* **THE PROBLEM**:
From the entries below, return only the lines starting at the one that contains "the device database." and ending at the one that contains "system tables included", exactly as they stand.
===== RECORDS SUPPLIED
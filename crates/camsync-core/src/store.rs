//! Local data store access
//!
//! The sync engine reads pending rows, patients and blobs from the device
//! database and deletes or rewrites them after a successful upload. Table
//! names come from the catalog at runtime, so identifiers are validated
//! before being spliced into SQL.

use rusqlite::types::ValueRef;
use rusqlite::{params, Connection};
use std::collections::BTreeMap;

use crate::error::{Result, SyncError};
use crate::models::{Patient, TaskRecord};

/// Primary key column every client table carries
pub const PK_FIELD: &str = "id";
/// Per-record "delete locally once uploaded" flag
pub const MOVE_OFF_FIELD: &str = "_move_off_device";
/// Last-modification timestamp column
pub const MODIFIED_FIELD: &str = "when_modified";
/// Foreign key from a task row to its patient, where one exists
pub const PATIENT_FK_FIELD: &str = "patient_id";

pub const PATIENT_TABLE: &str = "patient";
pub const PATIENT_IDNUM_TABLE: &str = "patient_idnum";
pub const BLOB_TABLE: &str = "blobs";

/// One pending row, ready for the wire
#[derive(Debug, Clone, PartialEq, Eq)]
pub struct StoredRow {
    /// Primary key value
    pub pk: i64,
    /// Last-modification timestamp, if the table records one
    pub when_modified: Option<String>,
    /// Per-record move-off flag
    pub move_off: bool,
    /// Column values in `field_names` order, `None` for SQL NULL
    pub values: Vec<Option<String>>,
}

/// Read/write operations the sync engine needs from the device database.
///
/// Implementations are synchronous; the orchestrator holds the store for the
/// whole session, so no other writer can move tables under the catalog.
pub trait LocalStore {
    /// Every client table eligible for upload, system tables included
    fn client_tables(&self) -> Result<Vec<String>>;

    fn row_count(&self, table: &str) -> Result<usize>;

    /// Column names for `table`, in declaration order
    fn field_names(&self, table: &str) -> Result<Vec<String>>;

    /// All rows of `table`, decoded for transmission
    fn rows(&self, table: &str) -> Result<Vec<StoredRow>>;

    fn pk_values(&self, table: &str) -> Result<Vec<i64>>;

    /// Does `table` reference a patient?
    fn has_patient_column(&self, table: &str) -> Result<bool>;

    /// Every patient on the device, with their assigned ID numbers
    fn patients(&self) -> Result<Vec<Patient>>;

    /// Task-level view of `table`'s rows (pk, owning patient, move-off flag)
    fn task_records(&self, table: &str) -> Result<Vec<TaskRecord>>;

    /// Delete specific rows; returns how many went
    fn delete_rows(&self, table: &str, pks: &[i64]) -> Result<usize>;

    /// Delete every row of `table` belonging to `patient_pk`
    fn delete_rows_for_patient(&self, table: &str, patient_pk: i64) -> Result<usize>;

    /// Delete every row of `table`
    fn wipe_table(&self, table: &str) -> Result<usize>;

    /// Reset the move-off flag on every row of `table`
    fn clear_move_off_flags(&self, table: &str) -> Result<usize>;

    /// Reset move-off flags on `table`, sparing rows owned by the listed
    /// patients so their pending move requests survive into the next session
    fn clear_move_off_flags_except(&self, table: &str, patient_pks: &[i64]) -> Result<usize>;

    /// Strip a retained patient down to identifying fields; returns 1 if the
    /// row needed changing
    fn reduce_patient_to_shell(&self, patient_pk: i64) -> Result<usize>;

    /// Delete blobs whose owning row no longer exists; returns how many went
    fn prune_dead_blobs(&self) -> Result<usize>;

    /// Approximate wire size of `table`'s pending rows, in bytes
    fn payload_bytes(&self, table: &str) -> Result<u64>;
}

/// `SQLite` implementation of [`LocalStore`]
pub struct SqliteStore<'a> {
    conn: &'a Connection,
}

impl<'a> SqliteStore<'a> {
    /// Create a store over an open connection
    pub const fn new(conn: &'a Connection) -> Self {
        Self { conn }
    }

    /// Reject anything that isn't a plain SQL identifier before it reaches
    /// string-built SQL.
    fn checked_identifier(name: &str) -> Result<&str> {
        let mut chars = name.chars();
        let valid = chars
            .next()
            .is_some_and(|first| first.is_ascii_alphabetic() || first == '_')
            && chars.all(|ch| ch.is_ascii_alphanumeric() || ch == '_');
        if valid {
            Ok(name)
        } else {
            Err(SyncError::Config(format!(
                "invalid table or column name: {name:?}"
            )))
        }
    }

    fn decode_value(value: ValueRef<'_>) -> Option<String> {
        match value {
            ValueRef::Null => None,
            ValueRef::Integer(number) => Some(number.to_string()),
            ValueRef::Real(number) => Some(number.to_string()),
            ValueRef::Text(text) => Some(String::from_utf8_lossy(text).into_owned()),
            ValueRef::Blob(bytes) => Some(format!("X'{}'", hex_encode(bytes))),
        }
    }
}

fn hex_encode(bytes: &[u8]) -> String {
    let mut out = String::with_capacity(bytes.len() * 2);
    for byte in bytes {
        out.push_str(&format!("{byte:02X}"));
    }
    out
}

impl LocalStore for SqliteStore<'_> {
    fn client_tables(&self) -> Result<Vec<String>> {
        let mut statement = self.conn.prepare(
            "SELECT name FROM sqlite_master
             WHERE type = 'table' AND name NOT LIKE 'sqlite_%'
             ORDER BY name",
        )?;
        let names = statement
            .query_map([], |row| row.get::<_, String>(0))?
            .collect::<rusqlite::Result<Vec<_>>>()?;
        Ok(names)
    }

    fn row_count(&self, table: &str) -> Result<usize> {
        let table = Self::checked_identifier(table)?;
        let count: i64 =
            self.conn
                .query_row(&format!("SELECT COUNT(*) FROM {table}"), [], |row| {
                    row.get(0)
                })?;
        Ok(usize::try_from(count).unwrap_or(0))
    }

    fn field_names(&self, table: &str) -> Result<Vec<String>> {
        let table = Self::checked_identifier(table)?;
        let statement = self.conn.prepare(&format!("SELECT * FROM {table} LIMIT 0"))?;
        Ok(statement
            .column_names()
            .into_iter()
            .map(ToString::to_string)
            .collect())
    }

    fn rows(&self, table: &str) -> Result<Vec<StoredRow>> {
        let table = Self::checked_identifier(table)?;
        let field_names = self.field_names(table)?;
        let pk_index = field_names
            .iter()
            .position(|name| name == PK_FIELD)
            .ok_or_else(|| {
                SyncError::Config(format!("table {table} has no {PK_FIELD} column"))
            })?;
        let modified_index = field_names.iter().position(|name| name == MODIFIED_FIELD);
        let move_off_index = field_names.iter().position(|name| name == MOVE_OFF_FIELD);

        let mut statement = self
            .conn
            .prepare(&format!("SELECT * FROM {table} ORDER BY {PK_FIELD}"))?;
        let column_count = field_names.len();
        let rows = statement
            .query_map([], |row| {
                let mut values = Vec::with_capacity(column_count);
                for index in 0..column_count {
                    values.push(Self::decode_value(row.get_ref(index)?));
                }
                Ok(values)
            })?
            .collect::<rusqlite::Result<Vec<_>>>()?;

        rows.into_iter()
            .map(|values| {
                let pk = values[pk_index]
                    .as_deref()
                    .and_then(|text| text.parse().ok())
                    .ok_or_else(|| {
                        SyncError::Config(format!("table {table} has a non-integer {PK_FIELD}"))
                    })?;
                Ok(StoredRow {
                    pk,
                    when_modified: modified_index.and_then(|index| values[index].clone()),
                    move_off: move_off_index
                        .and_then(|index| values[index].as_deref())
                        .is_some_and(|flag| flag != "0"),
                    values,
                })
            })
            .collect()
    }

    fn pk_values(&self, table: &str) -> Result<Vec<i64>> {
        let table = Self::checked_identifier(table)?;
        let mut statement = self
            .conn
            .prepare(&format!("SELECT {PK_FIELD} FROM {table} ORDER BY {PK_FIELD}"))?;
        let pks = statement
            .query_map([], |row| row.get::<_, i64>(0))?
            .collect::<rusqlite::Result<Vec<_>>>()?;
        Ok(pks)
    }

    fn has_patient_column(&self, table: &str) -> Result<bool> {
        Ok(self
            .field_names(table)?
            .iter()
            .any(|name| name == PATIENT_FK_FIELD))
    }

    fn patients(&self) -> Result<Vec<Patient>> {
        let mut statement = self.conn.prepare(&format!(
            "SELECT {PK_FIELD}, forename, surname, sex, dob, email, address, gp,
                    other_details, {MOVE_OFF_FIELD}
             FROM {PATIENT_TABLE} ORDER BY {PK_FIELD}"
        ))?;
        let mut patients: Vec<Patient> = statement
            .query_map([], |row| {
                Ok(Patient {
                    pk: row.get(0)?,
                    forename: row.get(1)?,
                    surname: row.get(2)?,
                    sex: row.get(3)?,
                    dob: row.get(4)?,
                    email: row.get(5)?,
                    address: row.get(6)?,
                    gp: row.get(7)?,
                    other_details: row.get(8)?,
                    id_numbers: BTreeMap::new(),
                    move_off_device: row.get::<_, i64>(9)? != 0,
                })
            })?
            .collect::<rusqlite::Result<Vec<_>>>()?;

        let mut idnum_statement = self.conn.prepare(&format!(
            "SELECT {PATIENT_FK_FIELD}, which_idnum, idnum_value
             FROM {PATIENT_IDNUM_TABLE}
             WHERE idnum_value IS NOT NULL"
        ))?;
        let idnums = idnum_statement
            .query_map([], |row| {
                Ok((
                    row.get::<_, i64>(0)?,
                    row.get::<_, u16>(1)?,
                    row.get::<_, i64>(2)?,
                ))
            })?
            .collect::<rusqlite::Result<Vec<_>>>()?;
        for (patient_pk, which, value) in idnums {
            if let Some(patient) = patients.iter_mut().find(|patient| patient.pk == patient_pk) {
                patient.id_numbers.insert(which, value);
            }
        }
        Ok(patients)
    }

    fn task_records(&self, table: &str) -> Result<Vec<TaskRecord>> {
        let table = Self::checked_identifier(table)?;
        let has_patient = self.has_patient_column(table)?;
        let patient_column = if has_patient {
            PATIENT_FK_FIELD
        } else {
            "NULL"
        };
        let mut statement = self.conn.prepare(&format!(
            "SELECT {PK_FIELD}, {patient_column}, {MOVE_OFF_FIELD} FROM {table}"
        ))?;
        let records = statement
            .query_map([], |row| {
                Ok(TaskRecord {
                    table: table.to_string(),
                    pk: row.get(0)?,
                    patient_pk: row.get(1)?,
                    move_off_device: row.get::<_, i64>(2)? != 0,
                })
            })?
            .collect::<rusqlite::Result<Vec<_>>>()?;
        Ok(records)
    }

    fn delete_rows(&self, table: &str, pks: &[i64]) -> Result<usize> {
        let table = Self::checked_identifier(table)?;
        let mut deleted = 0;
        let mut statement = self
            .conn
            .prepare(&format!("DELETE FROM {table} WHERE {PK_FIELD} = ?"))?;
        for pk in pks {
            deleted += statement.execute(params![pk])?;
        }
        Ok(deleted)
    }

    fn delete_rows_for_patient(&self, table: &str, patient_pk: i64) -> Result<usize> {
        let table = Self::checked_identifier(table)?;
        if !self.has_patient_column(table)? {
            return Ok(0);
        }
        Ok(self.conn.execute(
            &format!("DELETE FROM {table} WHERE {PATIENT_FK_FIELD} = ?"),
            params![patient_pk],
        )?)
    }

    fn wipe_table(&self, table: &str) -> Result<usize> {
        let table = Self::checked_identifier(table)?;
        Ok(self.conn.execute(&format!("DELETE FROM {table}"), [])?)
    }

    fn clear_move_off_flags(&self, table: &str) -> Result<usize> {
        let table = Self::checked_identifier(table)?;
        if !self
            .field_names(table)?
            .iter()
            .any(|name| name == MOVE_OFF_FIELD)
        {
            return Ok(0);
        }
        Ok(self.conn.execute(
            &format!("UPDATE {table} SET {MOVE_OFF_FIELD} = 0 WHERE {MOVE_OFF_FIELD} != 0"),
            [],
        )?)
    }

    fn clear_move_off_flags_except(&self, table: &str, patient_pks: &[i64]) -> Result<usize> {
        if patient_pks.is_empty() {
            return self.clear_move_off_flags(table);
        }
        let table = Self::checked_identifier(table)?;
        let fields = self.field_names(table)?;
        if !fields.iter().any(|name| name == MOVE_OFF_FIELD) {
            return Ok(0);
        }
        let spared = patient_pks
            .iter()
            .map(ToString::to_string)
            .collect::<Vec<_>>()
            .join(",");
        let owner = if table == PATIENT_TABLE {
            format!("{PK_FIELD} NOT IN ({spared})")
        } else if fields.iter().any(|name| name == PATIENT_FK_FIELD) {
            format!("({PATIENT_FK_FIELD} IS NULL OR {PATIENT_FK_FIELD} NOT IN ({spared}))")
        } else {
            "1".to_string()
        };
        Ok(self.conn.execute(
            &format!(
                "UPDATE {table} SET {MOVE_OFF_FIELD} = 0
                 WHERE {MOVE_OFF_FIELD} != 0 AND {owner}"
            ),
            [],
        )?)
    }

    fn reduce_patient_to_shell(&self, patient_pk: i64) -> Result<usize> {
        Ok(self.conn.execute(
            &format!(
                "UPDATE {PATIENT_TABLE}
                 SET email = NULL, address = NULL, gp = NULL, other_details = NULL,
                     {MOVE_OFF_FIELD} = 0
                 WHERE {PK_FIELD} = ?
                   AND (email IS NOT NULL OR address IS NOT NULL OR gp IS NOT NULL
                        OR other_details IS NOT NULL OR {MOVE_OFF_FIELD} != 0)"
            ),
            params![patient_pk],
        )?)
    }

    fn prune_dead_blobs(&self) -> Result<usize> {
        let mut statement = self.conn.prepare(&format!(
            "SELECT {PK_FIELD}, src_table, src_pk FROM {BLOB_TABLE}"
        ))?;
        let blobs = statement
            .query_map([], |row| {
                Ok((
                    row.get::<_, i64>(0)?,
                    row.get::<_, String>(1)?,
                    row.get::<_, i64>(2)?,
                ))
            })?
            .collect::<rusqlite::Result<Vec<_>>>()?;

        let tables = self.client_tables()?;
        let mut dead = Vec::new();
        for (blob_pk, src_table, src_pk) in blobs {
            let alive = tables.contains(&src_table)
                && Self::checked_identifier(&src_table).is_ok()
                && self.conn.query_row(
                    &format!("SELECT COUNT(*) FROM {src_table} WHERE {PK_FIELD} = ?"),
                    params![src_pk],
                    |row| row.get::<_, i64>(0),
                )? > 0;
            if !alive {
                dead.push(blob_pk);
            }
        }
        self.delete_rows(BLOB_TABLE, &dead)
    }

    fn payload_bytes(&self, table: &str) -> Result<u64> {
        let mut total = 0u64;
        for row in self.rows(table)? {
            for value in &row.values {
                // One byte for the separator, plus the literal itself.
                total += value.as_ref().map_or(4, String::len) as u64 + 1;
            }
        }
        Ok(total)
    }
}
==========
* **WORKED SOLUTION**:
/// Read/write operations the sync engine needs from the device database.
///
/// Implementations are synchronous; the orchestrator holds the store for the
/// whole session, so no other writer can move tables under the catalog.
pub trait LocalStore {
    /// Every client table eligible for upload, system tables included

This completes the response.